Because the story of the Walter Mitty fantasy-life is inconsequential & all the more suspenseless due to being just a dream or an imagining, that leaves the "real" world of the crippled character as more interesting, if only just.

[SPOILER ALERT] Essentially he has good hired help who come to be more like a family to him than the only remaining member of his blood-family, his screeching grating unctuous appallingly self-serving sister, badly played by Kay Lenz. For a "climax" our hero finally gets up the gumption to make her move out of his house, scant minutes before he drops dead of a heart attack & dies. [END SPOILER ALERT]

The ineptitude of this boring film leaves it with few high spots, though the newly written highly derivative theme song "A Gun, A Car, A Blonde" was kind of cool.


The Singing DetectiveAs for The Singing Detective, the preferred version by far is the original 1986 British mini-series, a rich & imaginative script ably acted. Michael Gambon is Philip E. Marlow, a novelist who has fallen seriously ill in both mind & body, & lays helpless with a skin disease in a hospital while his mind becomes increasingly paranoid & incapable of telling his own memories from his mystery novelist imaginings from what's happening to him in the hospital.

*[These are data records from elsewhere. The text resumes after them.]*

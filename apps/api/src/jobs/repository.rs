use sqlx::PgPool;
use tracing::info;
use uuid::Uuid;

use crate::errors::AppError;
use crate::jobs::posting::ValidatedJob;
use crate::models::job::{JobListing, JobRow, JobSkillView, JobStatus};

const LISTING_SELECT: &str = r#"
    SELECT j.*, e.company_name, e.company_logo, e.location AS company_location
    FROM jobs j
    LEFT JOIN employers e ON e.id = j.employer_id
"#;

/// Active jobs, newest first, with the posting company's summary.
pub async fn list_active_jobs(pool: &PgPool, limit: Option<i64>) -> Result<Vec<JobListing>, AppError> {
    let sql = format!(
        "{LISTING_SELECT} WHERE j.status = $1 ORDER BY j.created_at DESC LIMIT $2"
    );
    let rows = sqlx::query_as(&sql)
        .bind(JobStatus::Active.as_str())
        .bind(limit)
        .fetch_all(pool)
        .await?;
    Ok(rows)
}

pub async fn find_job(pool: &PgPool, job_id: Uuid) -> Result<Option<JobRow>, AppError> {
    let row = sqlx::query_as("SELECT * FROM jobs WHERE id = $1")
        .bind(job_id)
        .fetch_optional(pool)
        .await?;
    Ok(row)
}

pub async fn get_job(pool: &PgPool, job_id: Uuid) -> Result<JobRow, AppError> {
    find_job(pool, job_id)
        .await?
        .ok_or_else(|| AppError::NotFound(format!("Job {job_id} not found")))
}

/// Loads a job and checks that `employer_id` posted it.
pub async fn get_owned_job(pool: &PgPool, job_id: Uuid, employer_id: Uuid) -> Result<JobRow, AppError> {
    let job = get_job(pool, job_id).await?;
    if job.employer_id != employer_id {
        return Err(AppError::Forbidden(
            "This job belongs to another employer".to_string(),
        ));
    }
    Ok(job)
}

pub async fn job_skills(pool: &PgPool, job_id: Uuid) -> Result<Vec<JobSkillView>, AppError> {
    let rows = sqlx::query_as(
        r#"
        SELECT s.id AS skill_id, s.name, js.required
        FROM job_skills js
        JOIN skills s ON s.id = js.skill_id
        WHERE js.job_id = $1
        ORDER BY js.required DESC, s.name
        "#,
    )
    .bind(job_id)
    .fetch_all(pool)
    .await?;
    Ok(rows)
}

pub async fn has_applied(pool: &PgPool, job_id: Uuid, user_id: Uuid) -> Result<bool, AppError> {
    let applied: bool = sqlx::query_scalar(
        "SELECT EXISTS (SELECT 1 FROM job_applications WHERE job_id = $1 AND user_id = $2)",
    )
    .bind(job_id)
    .bind(user_id)
    .fetch_one(pool)
    .await?;
    Ok(applied)
}

/// Catalogue names are unique ignoring case. An existing entry keeps its
/// spelling and its id is returned.
const SKILL_UPSERT: &str = r#"
    INSERT INTO skills (name, category) VALUES ($1, 'technical')
    ON CONFLICT ((lower(name))) DO UPDATE SET name = skills.name
    RETURNING id
"#;

/// Inserts the job, its skills and the job-skill links in one transaction.
/// Nothing is written if any step fails.
pub async fn create_job(pool: &PgPool, employer_id: Uuid, job: &ValidatedJob) -> Result<JobRow, AppError> {
    let mut tx = pool.begin().await?;

    let row: JobRow = sqlx::query_as(
        r#"
        INSERT INTO jobs
            (employer_id, title, description, industry_category, job_role, location,
             job_type, shift_type, experience_min, experience_max, salary_min, salary_max,
             salary_currency, is_urgent, is_featured, status)
        VALUES ($1, $2, $3, $4, $5, $6, $7, $8, $9, $10, $11, $12, $13, $14, $15, $16)
        RETURNING *
        "#,
    )
    .bind(employer_id)
    .bind(&job.title)
    .bind(&job.description)
    .bind(&job.industry_category)
    .bind(&job.job_role)
    .bind(&job.location)
    .bind(&job.job_type)
    .bind(&job.shift_type)
    .bind(job.experience_min)
    .bind(job.experience_max)
    .bind(job.salary_min)
    .bind(job.salary_max)
    .bind(&job.salary_currency)
    .bind(job.is_urgent)
    .bind(job.is_featured)
    .bind(JobStatus::Active.as_str())
    .fetch_one(&mut *tx)
    .await?;

    for name in &job.skills {
        let skill_id: Uuid = sqlx::query_scalar(SKILL_UPSERT)
            .bind(name)
            .fetch_one(&mut *tx)
            .await?;

        sqlx::query(
            "INSERT INTO job_skills (job_id, skill_id, required) VALUES ($1, $2, TRUE) ON CONFLICT DO NOTHING",
        )
        .bind(row.id)
        .bind(skill_id)
        .execute(&mut *tx)
        .await?;
    }

    tx.commit().await?;
    info!(
        "Employer {employer_id} posted job {} with {} skills",
        row.id,
        job.skills.len()
    );
    Ok(row)
}

pub async fn set_job_status(pool: &PgPool, job_id: Uuid, status: JobStatus) -> Result<JobRow, AppError> {
    let row = sqlx::query_as(
        "UPDATE jobs SET status = $1, updated_at = NOW() WHERE id = $2 RETURNING *",
    )
    .bind(status.as_str())
    .bind(job_id)
    .fetch_one(pool)
    .await?;
    Ok(row)
}

pub async fn delete_job(pool: &PgPool, job_id: Uuid) -> Result<(), AppError> {
    sqlx::query("DELETE FROM jobs WHERE id = $1")
        .bind(job_id)
        .execute(pool)
        .await?;
    info!("Deleted job {job_id}");
    Ok(())
}

/// All jobs an employer posted, newest first.
pub async fn list_employer_jobs(pool: &PgPool, employer_id: Uuid) -> Result<Vec<JobRow>, AppError> {
    let rows = sqlx::query_as("SELECT * FROM jobs WHERE employer_id = $1 ORDER BY created_at DESC")
        .bind(employer_id)
        .fetch_all(pool)
        .await?;
    Ok(rows)
}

The psychological depth of this tale is matched only by its cynical humor. Marlow's hallucinatory world is part film noir, part musical epic, with people bursting into song at intervals. The hospital number with doctor & nurses & staff dancing maniacally about Marlow's bed singing "Dem Bones Dem Bones" is hilarious but at the same time nightmarish.

To be both this funny, & this terrifying, is an artistic achievement that scarcely seems probable of a made-for-television miniseries, but this is a flawless masterpiece. The film is successful on every level, as a strange film noir mystery, as autobiography cribbed from author Denis Potter's actual life, as a film of madness & illness, as a musical, with a thread of shocking psychological honesty holding it all together as a single piece.

The Singing DetectiveIt is in its entirety six hours long, but is so captivating it is inevitably tempting to stay with it in one long sitting. But I would recommend viewing it in two hour bits on consecutive nights so as to let the parts settle in, rather than as one gigantic bite, as there's a hell of a lot of stuff in this thing truly worthy of pondering.


The cinematic remake from 2003 stars Robert Downey, Jr., as the disease-ridden "Dan Dark" hallucinating tunes & plots from his sickbed. At one-fourth the length of the original, it comes off as a synopsis of the real thing, the Reader's Digest twenty page version of the Bible.

I like Downey a lot (in other films) but anyone who has already seen Michael Gambon perform this role will be disappointed that not only is the story stripped down to very little, the complexity of the character is also gutted. While Downey merely acted another role of many he has done, Gambon became a character in the role of a lifetime.

Even so the story is so original & fantastic that it holds one's attention, & I can only guess that anyone denied the great privilege of viewing the original would find this a satisfying film, but no way could it ever be mistaken for a work of genius, which the original certainly is. The synoptic remake is saved primarily by Mel Gibson as the ugly & cretinish Dr. Gibbon.